The 1 mobility exercise everyone should do before a walk

ankle cars stretch
ankle cars stretch

“This exercise is called an ankle CAR. CAR is an acronym for controlled articular rotations,” says Centenari. “When performing an ankle CAR, or any joint CAR for that matter, you are taking the joint through it’s full range of motion, exploring how well you can control these outer ranges of motion. This will begin to uncover where you may be limited or where progress can be made, both neurologically and kinesthetically.”

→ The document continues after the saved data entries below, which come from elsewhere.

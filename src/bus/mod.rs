//! Inter-node message bus abstraction (spec section 4.5): `InProc` for a
//! single-node deployment, `External` for a cluster, both behind the same
//! `MessageBus` capability so `SessionHandler` never knows which it has.

pub mod control;
pub mod external;
pub mod inproc;
pub mod wire;

use tokio::sync::broadcast;

use crate::error::Error;
use crate::types::Message;

pub use control::{SubControlEvent, SubControlOp};
pub use external::{ExternalBus, InMemoryTransport};
pub use inproc::InProcBus;

#[derive(Clone, Debug, PartialEq)]
pub enum BusEvent {
    Data(Message),
    Control(SubControlEvent),
}

/// Capacity of the broadcast channel backing bus fan-out. Generous: slow
/// subscribers that lag past this many events get `RecvError::Lagged`,
/// which `SessionHandler`'s consumer loop treats as "request a full
/// resync", not a fatal error.
const BUS_CHANNEL_CAPACITY: usize = 4096;

/// Cluster transport for published messages and subscription-control
/// events. At-least-once to all nodes including self; receivers dedupe.
pub trait MessageBus: Send + Sync {
    /// # Errors
    /// Returns an error if the bus could not accept the message (the caller
    /// does not wait for delivery to complete, only acceptance).
    fn publish_data(&self, message: Message) -> Result<(), Error>;

    /// # Errors
    /// Returns an error if the bus could not accept the control event.
    fn publish_control(&self, event: SubControlEvent) -> Result<(), Error>;

    /// A fresh receiver over every event published from now on, including
    /// this node's own publishes (the dedup step lives in the consumer).
    fn subscribe(&self) -> broadcast::Receiver<BusEvent>;
}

To perform the ankle CAR: Start seated on the floor. Raise your right leg off the ground and pull the knee in toward your chest. Wrap both hands around the knee to hold your leg up. Then, draw a circle with your foot by pointing your toe and slowly rotating your ankle to to the left, down, right and up. Perform for 30 seconds in one direction and then switch directions for another 30 seconds. Switch sides and perform on the left leg.

1 mobility exercise for low back pain: The 90-90 exercise

90-90 stretch
90-90 stretch

If you sit all day — or have an active fitness routine — you likely suffer from tight hips, and in turn, low back pain. Mobility exercises are a great way to open up the hips and release some of the pressure in your lower back. One of Centenari’s go-to hip openers is the 90-90 stretch. "This one move can really help mitigate any low back pain you’re dealing with," she says.

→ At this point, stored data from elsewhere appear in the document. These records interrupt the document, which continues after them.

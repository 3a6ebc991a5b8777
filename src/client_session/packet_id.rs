//! Monotonic ring packet-id allocator (spec section 4.7.3 / section 9):
//! wraps 65535 back to 1, never yields 0, and linearly probes past ids
//! still held by the outbound in-flight queue.

use std::collections::HashSet;

use codec::PacketId;

pub struct PacketIdAllocator {
    next: PacketId,
}

impl Default for PacketIdAllocator {
    fn default() -> Self {
        Self { next: 1 }
    }
}

impl PacketIdAllocator {
    #[must_use]
    pub fn allocate(&mut self, in_use: &HashSet<PacketId>) -> PacketId {
        loop {
            let candidate = self.next;
            self.next = if self.next == u16::MAX { 1 } else { self.next + 1 };
            if !in_use.contains(&candidate) {
                return candidate;
            }
        }
    }
}

#[cfg(test)]
mod tests {
    use super::*;

    #[test]
    fn wraps_past_65535_and_never_yields_zero() {
        let mut allocator = PacketIdAllocator { next: u16::MAX };
        let empty = HashSet::new();
        assert_eq!(allocator.allocate(&empty), u16::MAX);
        assert_eq!(allocator.allocate(&empty), 1);
    }

    #[test]
    fn skips_ids_currently_in_use() {
        let mut allocator = PacketIdAllocator::default();
        let in_use: HashSet<PacketId> = [1, 2].into_iter().collect();
        assert_eq!(allocator.allocate(&in_use), 3);
    }
}
//! Per-connection protocol state machine (spec section 4.7): CONNECT
//! handshake, keep-alive, inbound/outbound QoS 0/1/2, SUBSCRIBE/UNSUBSCRIBE,
//! will, and clean-session cleanup. One task per connected client, modeled
//! on hebo's `session::client` actor: the task owns its socket and all
//! per-session mutable state; nothing here is shared across sessions.

mod inbound;
mod outbound;
mod packet_id;
mod will;

use std::pin::Pin;
use std::sync::Arc;
use std::time::Duration;

use codec::{
    ConnectAckPacket, ConnectReturnCode, DisconnectPacket, Packet, PingResponsePacket,
    PublishAckPacket, PublishCompletePacket, PublishPacket, PublishReceivedPacket,
    PublishReleasePacket, QoS, SubscribeAck, SubscribeAckPacket, UnsubscribeAckPacket,
};
use log::{debug, warn};
use tokio::io::{AsyncRead, AsyncReadExt, AsyncWrite, AsyncWriteExt};
use tokio::sync::mpsc;
use tokio::time::Sleep;

use crate::auth::{AuthOp, AuthPolicy};
use crate::commands::HandlerToSessionCmd;
use crate::config::General;
use crate::error::{Error, ErrorKind};
use crate::metrics::Metrics;
use crate::session_handler::{SessionHandler, SubscribeOutcome};
use crate::session_store::SessionStore;
use crate::types::{ClientId, Message};

use inbound::InboundTable;
use outbound::{OutboundQueue, Stage};
use packet_id::PacketIdAllocator;

const READ_CHUNK: usize = 4096;

/// A fixed-window per-second rate limiter: counts events in the current
/// one-second window and rejects once the budget is spent. A limit of `0`
/// means unlimited, matching the `General` config convention.
struct RateLimiter {
    limit: u32,
    window_start: tokio::time::Instant,
    count: u32,
}

impl RateLimiter {
    fn new(limit: u32) -> Self {
        Self {
            limit,
            window_start: tokio::time::Instant::now(),
            count: 0,
        }
    }

    fn allow(&mut self) -> bool {
        if self.limit == 0 {
            return true;
        }
        let now = tokio::time::Instant::now();
        if now.duration_since(self.window_start) >= Duration::from_secs(1) {
            self.window_start = now;
            self.count = 0;
        }
        if self.count >= self.limit {
            return false;
        }
        self.count += 1;
        true
    }
}

pub struct ClientSession<S: SessionStore> {
    handler: Arc<SessionHandler<S>>,
    general: Arc<General>,
    auth: Arc<dyn AuthPolicy>,
    metrics: Arc<Metrics>,
    remote_addr: String,
}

“90/90 is a floor-based position that focuses on hip internal and external rotation,” says Centenari. “Not only does this help increase range of motion and functionality in the hips, but it will also help to address a lot of low back issues as this oftentimes stems from hip dysfunction.”

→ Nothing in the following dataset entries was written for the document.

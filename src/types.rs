// Shared value types used across the broker, grounded on hebo's types.rs.

use codec::QoS;

pub type ClientId = String;
pub type NodeId = String;

/// Identifies which connected session owns a client id on this node, mirrors
/// hebo's `SessionGid` but scoped to a single node (no listener id: this
/// broker's listeners all feed the same per-node session table).
#[derive(Clone, Debug, Eq, Hash, PartialEq)]
pub struct SessionGid {
    pub node_id: NodeId,
    pub client_id: ClientId,
}

impl SessionGid {
    #[must_use]
    pub fn new(node_id: impl Into<NodeId>, client_id: impl Into<ClientId>) -> Self {
        Self {
            node_id: node_id.into(),
            client_id: client_id.into(),
        }
    }
}

/// An immutable application message, the unit of delivery through the
/// publish/subscribe pipeline (spec data model's `Message`).
#[derive(Clone, Debug, PartialEq)]
pub struct Message {
    pub topic: String,
    pub payload: Vec<u8>,
    pub qos: QoS,
    pub retain: bool,
    pub dup: bool,
    pub packet_id: Option<codec::PacketId>,
    pub sender_id: Option<ClientId>,
}

impl Message {
    #[must_use]
    pub fn new(topic: impl Into<String>, payload: Vec<u8>, qos: QoS, retain: bool) -> Self {
        Self {
            topic: topic.into(),
            payload,
            qos,
            retain,
            dup: false,
            packet_id: None,
            sender_id: None,
        }
    }

    #[must_use]
    pub fn with_dup(mut self, dup: bool) -> Self {
        self.dup = dup;
        self
    }

    #[must_use]
    pub fn with_sender(mut self, sender_id: impl Into<ClientId>) -> Self {
        self.sender_id = Some(sender_id.into());
        self
    }

    /// Retained-deletion marker: retain flag set, empty payload.
    #[must_use]
    pub fn is_retained_delete(&self) -> bool {
        self.retain && self.payload.is_empty()
    }
}

/// A client's subscription to a topic filter. Uniqueness key is
/// `(client_id, filter)`.
#[derive(Clone, Debug, Eq, PartialEq)]
pub struct Subscription {
    pub client_id: ClientId,
    pub filter: String,
    pub granted_qos: QoS,
}

/// What one node knows about one subscribed client, the `ClientRef`
/// the subscription index's topic tree stores as its dataset payload.
#[derive(Clone, Debug, Eq, Hash, PartialEq)]
pub struct ClientRef {
    pub client_id: ClientId,
    pub node_id: NodeId,
    pub granted_qos: QoS,
}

To perform the 90-90 stretch: Start seated on the floor. Bend your right leg in front of you so that your shin is parallel to your body and your knee is bent at 90 degrees. Bend your left leg behind you so that the shin is perpendicular to your body and your knee is bent at a 90-degree angle. Sit up tall, take a deep breath and then slowly fold forward over your front leg. Hold for a second before slowly sitting back upright. Continue to move in and out of the stretch for 90 seconds and then switch sides.

Other mobility exercises for walkers

If you’re looking for some other simple exercises to improve your mobility, Centenari recommends cat cow and thread the needle.

“These movements are great exercises to add to the repertoire — they’re simple to execute while decompressing the spine and improving range of motion from a rotational capacity,” says Centenari.

  • To perform cat cow: Start in a tabletop position with your hands below your shoulders and your knees below your hips. Move into the cat pose by dropping your stomach toward the ground, looking toward the sky and arching your back so that you form a gentle “U” shape with your spine. As you exhale, move into cow pose by pulling in your abs, dropping your head toward the ground and rounding your back. Continue alternating with each breath.

  • To perform thread the needle: Start in a tabletop position with your hands below your shoulders and your knees below your hips. Lift your right hand up off the ground and thread it beneath your left arm. Sit your glutes back onto your heels and gently rest your head on the ground looking toward your right hand. Hold for a few breaths and then switch sides.